Fortunately for small businesses, the main changes were aimed at investors, with an immediate increase in the base rate from 10 to 18 per cent, and from 20 to 24 per cent for higher rate taxpayers.
However, Reeves also announced some important changes to business asset disposal relief in the coming years.
CGT rates for business disposals will rise from 10 to 14 per cent next April and equal the lower rate of 18 per cent on 6 April 2026.
Toby Tallon, tax partner at Evelyn Partners, said: “While the increases in CGT rates were not as extreme as some feared, these increases could still deter entrepreneurs from starting businesses in the UK and this could slow growth. of the UK economy.
‘Historically, CGT has been charged at lower rates than income tax to reward entrepreneurs for the considerable risks they take in starting and growing businesses. The Chancellor’s announcement today reduces that incentive for business owners to invest in the UK.
The support limit will also be capped at £1 million, but the increase in the CGT rate could mean a bill increase of up to £80,000 for those planning to sell their businesses after April 2025, according to PwC.
Christine Cairns, tax partner at PwC, adds: “While this keeps the corporate sales tax rate below the new headline CGT rate of 24 per cent, it is still a significant and painful increase for many, and one that could lead to that business owners rethink their plans to sell their businesses in the short term.”
Business Fee Relief
There was some good news for small businesses buried in Reeves’ budget as business rates relief was extended, albeit at a lower level.

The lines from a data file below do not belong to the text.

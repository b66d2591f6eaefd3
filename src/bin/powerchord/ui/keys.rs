//! Keyboard layout.
//!
//! Three rows of letter keys are the pads: the home row plays the major
//! chords, the row above the minor chords and the row below the drums.
//! Commands use keys outside those rows, or their shifted letters.

use crossterm::event::KeyCode;

use powerchord::sequencer::DrumPattern;

/// Key for each pad, in pad order.
pub const PAD_KEYS: [char; 24] = [
    'a', 's', 'd', 'f', 'g', 'h', 'j', 'k', // major row
    'q', 'w', 'e', 'r', 't', 'y', 'u', 'i', // minor row
    'z', 'x', 'c', 'v', 'b', 'n', 'm', ',', // drums
];

pub const HELP: &str = " [Space] Play/Stop  [R] Rec  [P] Panic  [B] Bounce  [ [ ] ] Key  \
[-/=] BPM  [1-5] Bars  [Tab] Arm  [F1-F11] Track/FX  [PgUp/PgDn] Reverb  [Esc] Quit";

pub fn pad_for_key(code: KeyCode) -> Option<usize> {
    match code {
        KeyCode::Char(c) => PAD_KEYS.iter().position(|&k| k == c),
        _ => None,
    }
}

#[derive(Debug, Clone, Copy, PartialEq)]
pub enum Command {
    Quit,
    PlayStop,
    Record,
    Panic,
    Bounce,
    /// Steps around the circle of fifths.
    KeyStep(i32),
    Tempo(f64),
    /// Index into the supported bar counts.
    Bars(usize),
    ArmNext,
    AddTrack,
    CycleRole,
    CycleInstrument,
    ToggleStrum,
    ToggleMute,
    ClearTrack,
    ClearAll,
    Pattern(DrumPattern),
    Reverb(f32),
    SafeMode,
    MicMonitor,
}

impl Command {
    pub fn from_key(code: KeyCode) -> Option<Self> {
        let command = match code {
            KeyCode::Esc => Command::Quit,
            KeyCode::Char(' ') => Command::PlayStop,
            KeyCode::Char('R') => Command::Record,
            KeyCode::Char('p') | KeyCode::Char('P') => Command::Panic,
            KeyCode::Char('B') => Command::Bounce,
            KeyCode::Char('[') => Command::KeyStep(-1),
            KeyCode::Char(']') => Command::KeyStep(1),
            KeyCode::Char('-') => Command::Tempo(-1.0),
            KeyCode::Char('=') => Command::Tempo(1.0),
            KeyCode::Char('_') => Command::Tempo(-10.0),
            KeyCode::Char('+') => Command::Tempo(10.0),
            KeyCode::Char(c @ '1'..='5') => Command::Bars(c as usize - '1' as usize),
            KeyCode::Tab => Command::ArmNext,
            KeyCode::F(1) => Command::AddTrack,
            KeyCode::F(2) => Command::CycleRole,
            KeyCode::F(3) => Command::CycleInstrument,
            KeyCode::F(4) => Command::ToggleStrum,
            KeyCode::F(5) => Command::ToggleMute,
            KeyCode::F(6) => Command::ClearTrack,
            KeyCode::F(7) => Command::ClearAll,
            KeyCode::F(8) => Command::Pattern(DrumPattern::Rock),
            KeyCode::F(9) => Command::Pattern(DrumPattern::HipHop),
            KeyCode::F(10) => Command::SafeMode,
            KeyCode::F(11) => Command::MicMonitor,
            KeyCode::PageUp => Command::Reverb(0.1),
            KeyCode::PageDown => Command::Reverb(-0.1),
            _ => return None,
        };
        Some(command)
    }
}

#[cfg(test)]
mod tests {
    use super::*;

    #[test]
    fn every_pad_has_a_distinct_key() {
        for (pad, &key) in PAD_KEYS.iter().enumerate() {
            assert_eq!(pad_for_key(KeyCode::Char(key)), Some(pad));
            assert!(Command::from_key(KeyCode::Char(key)).is_none());
        }
    }

    #[test]
    fn number_keys_pick_bar_counts() {
        assert_eq!(Command::from_key(KeyCode::Char('1')), Some(Command::Bars(0)));
        assert_eq!(Command::from_key(KeyCode::Char('5')), Some(Command::Bars(4)));
        assert_eq!(Command::from_key(KeyCode::Char('6')), None);
    }
}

Reeves announced an extension to business rates for 2025/26 and committed to permanently reducing business rates multipliers for retail, hospitality and leisure properties from 2026/27.
Labor will also freeze the small business multiplier and provide 40 per cent relief on bills for these properties, up to £110,000.
While the extension is welcomed by small businesses crippled by rising costs, others suggest the changes do not go far enough.
Nik Moore, head of business rates at Rapleys, said: “With the 75 per cent relief for hospitality ending in April 2025 and becoming a 40 per cent relief, this still means a cost wall of around “500 million pounds to hit the sector.” No further action appears to be taking place until 2026/27, when a new two-tariff system will be delivered. But there are no guarantees. Again.
Rachel Brennan, founder of Essex-based floristry business Blossom and Grow, added: ‘Three years ago, I set up my own floristry business, Blossom and Grow. Like many small business owners, I have felt hampered by a business rates system that is no longer fit for purpose.
‘While extending business rates relief provides some help, reducing it to 40 per cent will continue to put pressure on finances. It’s disappointing that we won’t see permanently lower tax rates until at least 2026.’
Business rates reform, as promised in Labour’s election manifesto, seems a long way off at the moment, as Reeves shores up the nation’s finances and public services.
Moore added: “It is not surprising that there is no immediate reform of business rates, given the much talked about black hole – after all, why would they act quickly to reduce a tax collection that has high compliance? But in the meantime, “This unfair and failed system continues to be a burden for many companies.”